Bild: Der argentinische Präsident Javier Milei singt die Nationalhymne währen…
taz: Herr Romero, spätestens in ein paar Monaten ist er weg. So lautete
eine verbreitete Meinung, als der Libertäre Javier Milei im Dezember das
Amt des Präsidenten übernahm. Heute scheint er aber fester im Sattel zu
sitzen als damals. Wie schafft er das?
Lucas Romero: Milei nutzt den Vorteil der Illusion und das Fehlen einer
Alternative. Diese beiden Komponenten erklären am besten seine
Unterstützung. Die Mehrheit der Gesellschaft hat ein enormes Bedürfnis zu
glauben, dass Mileis Politik funktioniert. Und dieser Wunsch zu glauben,
macht die Menschen trotz der rigorosen Anpassungs- und Sparpolitik
geduldig. Die Frage ist tatsächlich, wie lange und wie viel Leid sie
ertragen werden, bevor sie sich durch Ergebnisse belohnt fühlen oder ihr
Geduldsfaden reißt.
Und die fehlende Alternative?
Mileis Sicherheitsministerin und sein Verteidigungsminister waren das
konkurrierende konservative Kandidat*innenduo bei den Wahlen. Die
Einbindung der konservativen Opposition in die Regierung war ein
geschickter Schachzug. [1][Damit hat sich Milei zur einzigen Alternative
zum abgewählten Peronismus gemacht, dessen Rückkehr ein großer Teil der
Bevölkerung absolut nicht will].
Wie hat sich die Unterstützung für den Präsidenten entwickelt?

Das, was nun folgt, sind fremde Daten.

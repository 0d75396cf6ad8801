//! Bounded, per-key-ordered async writer.
//!
//! A dispatcher keeps one coalesced "next effect" slot per key plus a FIFO
//! of keys that have become eligible to dispatch, and a small pool of
//! worker tasks drains eligible keys concurrently. Per-key FIFO falls out
//! of never having more than one in-flight effect for a given key at a
//! time; cross-key parallelism falls out of distinct keys being
//! independently eligible.

mod effect;

pub use effect::{EffectKey, EffectOp, EffectState};

use crate::config::Config;
use crate::metrics::PerformanceMetrics;
use parking_lot::Mutex;
use std::collections::{HashSet, VecDeque};
use std::sync::Arc;
use std::time::Duration;
use tokio::sync::Notify;
use tokio_util::sync::CancellationToken;
use tracing::{debug, error, warn};

struct SharedState {
    queued: std::collections::HashMap<EffectKey, EffectOp>,
    ready_order: VecDeque<EffectKey>,
    in_flight: HashSet<EffectKey>,
    /// Last known lifecycle state per key, per spec §4.6
    /// (`Queued → Running → {Completed, Retrying, Failed}`). Read by
    /// [`AsyncWriter::effect_state`] and [`AsyncWriter::failed_effect_count`];
    /// entries are overwritten in place rather than removed on completion, so
    /// a caller polling a specific key always sees its last outcome.
    effect_states: std::collections::HashMap<EffectKey, EffectState>,
}

pub struct AsyncWriter {
    state: Arc<Mutex<SharedState>>,
    notify: Arc<Notify>,
    metrics: Arc<PerformanceMetrics>,
    cancel: CancellationToken,
    high_water_mark: usize,
    worker_handles: Vec<tokio::task::JoinHandle<()>>,
}

impl AsyncWriter {
    pub fn start(config: &Config, metrics: Arc<PerformanceMetrics>, cancel: CancellationToken) -> Self {
        let state = Arc::new(Mutex::new(SharedState {
            queued: std::collections::HashMap::new(),
            ready_order: VecDeque::new(),
            in_flight: HashSet::new(),
            effect_states: std::collections::HashMap::new(),
        }));
        let notify = Arc::new(Notify::new());

        let mut worker_handles = Vec::new();
        for worker_id in 0..config.writer_worker_count.max(1) {
            let state = state.clone();
            let notify = notify.clone();
            let metrics = metrics.clone();
            let cancel = cancel.clone();
            let max_retries = config.writer_max_retries;
            let backoff_base = Duration::from_millis(config.writer_backoff_base_ms);
            let backoff_cap = Duration::from_millis(config.writer_backoff_cap_ms);
            worker_handles.push(tokio::spawn(worker_loop(
                worker_id,
                state,
                notify,
                metrics,
                cancel,
                max_retries,
                backoff_base,
                backoff_cap,
            )));
        }

        Self {
            state,
            notify,
            metrics,
            cancel,
            high_water_mark: config.writer_queue_high_water_mark,
            worker_handles,
        }
    }

    /// Enqueues an effect, coalescing with any not-yet-dispatched effect for
    /// the same key (last-write-wins; a delete cancels a preceding queued
    /// write). Never blocks: backpressure is handled by coalescing, not by
    /// rejecting or stalling producers.
    pub fn submit(&self, key: EffectKey, op: EffectOp) {
        let mut state = self.state.lock();
        let was_queued = state.queued.contains_key(&key);
        let in_flight = state.in_flight.contains(&key);
        state.queued.insert(key.clone(), op);
        if !was_queued && !in_flight {
            state.ready_order.push_back(key.clone());
        }
        // An effect already running keeps its `Running` entry; the newly
        // coalesced op only becomes visible once it is actually dispatched.
        if !in_flight {
            state.effect_states.insert(key, EffectState::Queued);
        }
        let depth = state.queued.len() + state.in_flight.len();
        drop(state);
        if depth > self.high_water_mark {
            debug!(depth, high_water_mark = self.high_water_mark, "writer queue above high-water mark; coalescing");
        }
        self.notify.notify_one();
    }

    pub fn metrics(&self) -> Arc<PerformanceMetrics> {
        self.metrics.clone()
    }

    pub fn queue_depth(&self) -> usize {
        let state = self.state.lock();
        state.queued.len() + state.in_flight.len()
    }

    /// Last observed lifecycle state for `key`, or `None` if it has never
    /// been submitted (or was submitted before process start).
    pub fn effect_state(&self, key: &EffectKey) -> Option<EffectState> {
        self.state.lock().effect_states.get(key).copied()
    }

    /// Count of effects whose last attempt exhausted retries. Surfaced via
    /// [`crate::registry::NodeRegistry::health_check`].
    pub fn failed_effect_count(&self) -> usize {
        self.state
            .lock()
            .effect_states
            .values()
            .filter(|s| matches!(s, EffectState::Failed))
            .count()
    }

    /// True when the queue is empty and no worker is running an effect
    /// ("Quiescence" in the glossary).
    pub fn is_quiescent(&self) -> bool {
        self.queue_depth() == 0
    }

    pub async fn wait_quiescent(&self) {
        loop {
            if self.is_quiescent() {
                return;
            }
            tokio::time::sleep(Duration::from_millis(5)).await;
        }
    }

    /// Cancels workers and waits up to `timeout` for them to finish their
    /// current effect.
    pub async fn shutdown(self, timeout: Duration) {
        self.cancel.cancel();
        let join_all = futures_join_all(self.worker_handles);
        if tokio::time::timeout(timeout, join_all).await.is_err() {
            warn!("writer shutdown timed out before all workers drained");
        }
    }
}

async fn futures_join_all(handles: Vec<tokio::task::JoinHandle<()>>) {
    for h in handles {
        let _ = h.await;
    }
}

async fn worker_loop(
    worker_id: usize,
    state: Arc<Mutex<SharedState>>,
    notify: Arc<Notify>,
    metrics: Arc<PerformanceMetrics>,
    cancel: CancellationToken,
    max_retries: u32,
    backoff_base: Duration,
    backoff_cap: Duration,
) {
    loop {
        let next = {
            let mut guard = state.lock();
            let key = loop {
                match guard.ready_order.pop_front() {
                    Some(k) if guard.in_flight.contains(&k) => continue,
                    Some(k) => break Some(k),
                    None => break None,
                }
            };
            match key {
                Some(key) => {
                    let effect = guard.queued.remove(&key);
                    if let Some(effect) = effect {
                        guard.in_flight.insert(key.clone());
                        guard.effect_states.insert(key.clone(), EffectState::Running);
                        Some((key, effect))
                    } else {
                        None
                    }
                }
                None => None,
            }
        };

        let Some((key, effect)) = next else {
            tokio::select! {
                _ = notify.notified() => continue,
                _ = cancel.cancelled() => return,
            }
        };

        run_effect(worker_id, &state, &key, effect, &metrics, max_retries, backoff_base, backoff_cap, &cancel).await;

        let mut guard = state.lock();
        guard.in_flight.remove(&key);
        if guard.queued.contains_key(&key) {
            guard.ready_order.push_back(key);
            drop(guard);
            notify.notify_one();
        }

        if cancel.is_cancelled() {
            return;
        }
    }
}

async fn run_effect(
    worker_id: usize,
    state: &Arc<Mutex<SharedState>>,
    key: &EffectKey,
    effect: EffectOp,
    metrics: &PerformanceMetrics,
    max_retries: u32,
    backoff_base: Duration,
    backoff_cap: Duration,
    cancel: &CancellationToken,
) {
    let mut attempt = 0u32;
    loop {
        let outcome = apply_effect(&effect).await;
        match outcome {
            Ok(()) => {
                metrics.record_write_completed();
                state.lock().effect_states.insert(key.clone(), EffectState::Completed);
                debug!(worker_id, ?key, attempt, "effect completed");
                return;
            }
            Err(e) => {
                if attempt >= max_retries {
                    metrics.record_write_failed();
                    state.lock().effect_states.insert(key.clone(), EffectState::Failed);
                    error!(worker_id, ?key, attempt, error = %e, "effect failed permanently");
                    return;
                }
                metrics.record_write_retried();
                state.lock().effect_states.insert(key.clone(), EffectState::Retrying);
                let backoff = backoff_base
                    .saturating_mul(1 << attempt.min(16))
                    .min(backoff_cap);
                let jitter = Duration::from_millis(rand::random::<u64>() % 10);
                warn!(worker_id, ?key, attempt, error = %e, backoff_ms = backoff.as_millis() as u64, "effect failed, retrying");
                tokio::select! {
                    _ = tokio::time::sleep(backoff + jitter) => {}
                    _ = cancel.cancelled() => return,
                }
                attempt += 1;
                state.lock().effect_states.insert(key.clone(), EffectState::Running);
            }
        }
    }
}

/// Runs one effect to completion against its backend(s). A migration runs
/// its write half and its delete half as one unit: if the write fails, the
/// whole effect is retried (the delete never runs against stale data); if
/// the write succeeds but the delete fails, the retry loop re-runs the
/// delete-only tail is not separable here, so the full write-then-delete is
/// retried - the write is idempotent (upsert), so this is safe.
///
/// `DeleteNode`/`DeleteEdge` run against every listed backend rather than
/// stopping at the first error, so a transient failure on one tier doesn't
/// leave the other's row behind; the whole effect still retries if any
/// backend failed, which is safe since every delete is idempotent.
async fn apply_effect(effect: &EffectOp) -> crate::error::Result<()> {
    match effect {
        EffectOp::WriteNode { node, backend } => backend.put_node(node).await,
        EffectOp::DeleteNode { id, backends } => delete_node_from_all(id, backends).await,
        EffectOp::MigrateNode {
            node,
            new_backend,
            old_backend,
        } => {
            new_backend.put_node(node).await?;
            old_backend.delete_node(&node.id).await
        }
        EffectOp::WriteEdge { edge, backend } => backend.put_edge(edge).await,
        EffectOp::DeleteEdge { key, backends } => delete_edge_from_all(key, backends).await,
        EffectOp::MigrateEdge {
            edge,
            new_backend,
            old_backend,
        } => {
            new_backend.put_edge(edge).await?;
            old_backend.delete_edge(&edge.key()).await
        }
    }
}

async fn delete_node_from_all(id: &str, backends: &[std::sync::Arc<dyn crate::backends::StorageBackend>]) -> crate::error::Result<()> {
    let mut last_err = None;
    for backend in backends {
        if let Err(e) = backend.delete_node(id).await {
            last_err = Some(e);
        }
    }
    last_err.map_or(Ok(()), Err)
}

async fn delete_edge_from_all(
    key: &crate::model::EdgeKey,
    backends: &[std::sync::Arc<dyn crate::backends::StorageBackend>],
) -> crate::error::Result<()> {
    let mut last_err = None;
    for backend in backends {
        if let Err(e) = backend.delete_edge(key).await {
            last_err = Some(e);
        }
    }
    last_err.map_or(Ok(()), Err)
}
//! Node operations: `Upsert`, `Delete`, `TryGet`.

use super::indices::{type_index_insert, type_index_remove};
use super::router;
use super::NodeRegistry;
use crate::error::{CodexError, Result};
use crate::model::{Node, Phase, META_TYPE_TYPE_ID};

impl NodeRegistry {
    /// Inserts or replaces a node by `id` (case-insensitive). Routes the
    /// write to Ice/Water/neither per `node.state`, migrating out of the
    /// prior backend if the phase changed, and re-derives every incident
    /// edge's phase.
    pub async fn upsert_node(&self, node: Node) -> Result<()> {
        let is_new_type = self.apply_node_upsert(node).await?;
        if let Some(type_id) = is_new_type {
            self.ensure_type_meta_node(&type_id).await?;
        }
        Ok(())
    }

    /// Does the actual insert/index/route work for a node upsert and
    /// returns `Some(typeId)` the first time that `typeId` is observed, so
    /// the caller can seed its meta-node. Kept separate from
    /// [`NodeRegistry::upsert_node`] so seeding the meta-node - itself an
    /// upsert - does not recurse through the public entry point, which
    /// `async fn` cannot do without boxing the resulting future.
    async fn apply_node_upsert(&self, node: Node) -> Result<Option<String>> {
        if node.id.trim().is_empty() {
            return Err(CodexError::InvalidInput("node id must not be empty".into()));
        }
        if node.type_id.trim().is_empty() {
            return Err(CodexError::InvalidInput("node type_id must not be empty".into()));
        }

        let resolved = self.inner.adapters.resolve_node_content(node).await;
        let key = resolved.key();

        let prior = {
            let mut nodes = self.inner.nodes.write();
            nodes.insert(key.clone(), resolved.clone())
        };

        let mut new_type = None;
        if let Some(prior) = &prior {
            if prior.type_id != resolved.type_id {
                type_index_remove(&self.inner, &prior.type_id, &key);
                if type_index_insert(&self.inner, &resolved.type_id, &key) {
                    new_type = Some(resolved.type_id.clone());
                }
            }
        } else if type_index_insert(&self.inner, &resolved.type_id, &key) {
            new_type = Some(resolved.type_id.clone());
        }

        router::route_node_write(&self.inner, &resolved, prior.as_ref().map(|n| n.state));

        self.resweep_incident_edges(&key);
        self.inner.metrics.record_upsert();
        Ok(new_type)
    }

    /// The first time a `typeId` is observed, admit a bare
    /// `codex.meta/type` meta-node describing it, unless one already
    /// exists (e.g. seeded earlier during hydration).
    async fn ensure_type_meta_node(&self, type_id: &str) -> Result<()> {
        if type_id == META_TYPE_TYPE_ID || self.try_get_node(type_id).is_some() {
            return Ok(());
        }
        let mut meta_node = Node::new(type_id, META_TYPE_TYPE_ID, Phase::Ice);
        meta_node.title = Some(type_id.to_string());
        self.apply_node_upsert(meta_node).await?;
        Ok(())
    }

    /// Removes a node and every edge incident to it, so no edge can
    /// reference a missing endpoint once the deletion is visible to
    /// readers.
    pub async fn delete_node(&self, id: &str) -> Result<bool> {
        let key = crate::model::normalize_key(id);
        let removed = self.inner.nodes.write().remove(&key);
        let Some(removed) = removed else {
            return Ok(false);
        };
        type_index_remove(&self.inner, &removed.type_id, &key);
        router::route_node_delete(&self.inner, &removed.id, Some(removed.state));

        let incident: Vec<_> = {
            let outgoing = self.inner.outgoing.read();
            let incoming = self.inner.incoming.read();
            outgoing
                .get(&key)
                .into_iter()
                .flatten()
                .chain(incoming.get(&key).into_iter().flatten())
                .cloned()
                .collect()
        };
        for edge_key in incident {
            self.delete_edge_by_key(&edge_key).await?;
        }

        self.inner.metrics.record_delete();
        Ok(true)
    }

    /// Snapshot read of a single node by id.
    pub fn try_get_node(&self, id: &str) -> Option<Node> {
        let key = crate::model::normalize_key(id);
        self.inner.nodes.read().get(&key).cloned()
    }

    pub(crate) fn node_phase(&self, id_key: &str) -> Option<Phase> {
        self.inner.nodes.read().get(id_key).map(|n| n.state)
    }
}
//! One-shot readiness signal.
//!
//! Before the hydrator marks the registry ready, reads observe whatever
//! partial state has loaded so far, and writes are still accepted and
//! queued.

use tokio::sync::watch;

#[derive(Debug, Clone, Copy, PartialEq, Eq)]
pub enum ReadinessState {
    Initializing,
    Ready,
}

#[derive(Clone)]
pub struct ReadinessSignal {
    tx: std::sync::Arc<watch::Sender<ReadinessState>>,
}

pub struct ReadinessWatcher {
    rx: watch::Receiver<ReadinessState>,
}

impl ReadinessSignal {
    pub fn new() -> (Self, ReadinessWatcher) {
        let (tx, rx) = watch::channel(ReadinessState::Initializing);
        (
            Self {
                tx: std::sync::Arc::new(tx),
            },
            ReadinessWatcher { rx },
        )
    }

    /// Marks the registry ready and fires the readiness event exactly once.
    pub fn mark_ready(&self) {
        let _ = self.tx.send(ReadinessState::Ready);
    }

    pub fn state(&self) -> ReadinessState {
        *self.tx.borrow()
    }
}

impl ReadinessWatcher {
    pub fn state(&self) -> ReadinessState {
        *self.rx.borrow()
    }

    /// Suspends until the registry becomes ready, or the cancellation token fires.
    pub async fn wait_ready(&mut self, cancel: &tokio_util::sync::CancellationToken) {
        if self.state() == ReadinessState::Ready {
            return;
        }
        tokio::select! {
            _ = self.rx.changed() => {}
            _ = cancel.cancelled() => {}
        }
    }
}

Die Unterstützung ist ungebrochen. Von 100 Befragten, die bei der Stichwahl
im November für Milei gestimmt haben, sind bisher 97 bei ihrer
Wahlentscheidung geblieben, was angesichts der wirtschaftlichen und
sozialen Lage sehr bemerkenswert ist. Auch eine weitere Zahl belegt seine
enorme Unterstützung. In der Stichwahl hat er 43 Prozent der Stimmen aller
Wahlberechtigten erhalten. Wenn man die aktuellen Umfragewerte in Stimmen
umrechnet, hätte Milei heute noch mehr Stimmen als damals.
Ist die argentinische Gesellschaft definitiv nach rechts gerückt?
Wenn eine Regierung scheitert, bewertet die Gesellschaft die Alternativen
neu. Im Falle Argentiniens ist eine Regierung gescheitert, die für
Umverteilung und eine zentrale Rolle des Staates eintrat. Vielleicht, weil
der Staat bei diesem wirtschaftlichen Niedergang eine führende Rolle
einnahm, während gleichzeitig sein Personal und seine Ausgaben erheblich
gestiegen sind, haben die Menschen heute eine negative Sicht auf den Staat.
Milei ist in erster Linie eine Reaktion auf dieses Scheitern oder den
Untergang einer gemäßigt-linken Hegemonie und eine Neubewertung rechter und
gemäßigt rechter Ideen. Was die politische Polarisierung angeht, so hat
Milei ein Gleichgewicht geschaffen. Der linke Pol ist immer noch
Ex-Präsidentin Cristina Kirchner und der rechte ist jetzt der Populismus,
den Milei vertritt. Als Anarchokapitalist hat er jedoch keine
nationalistische Komponente, da er den Staat und die Nation verachtet.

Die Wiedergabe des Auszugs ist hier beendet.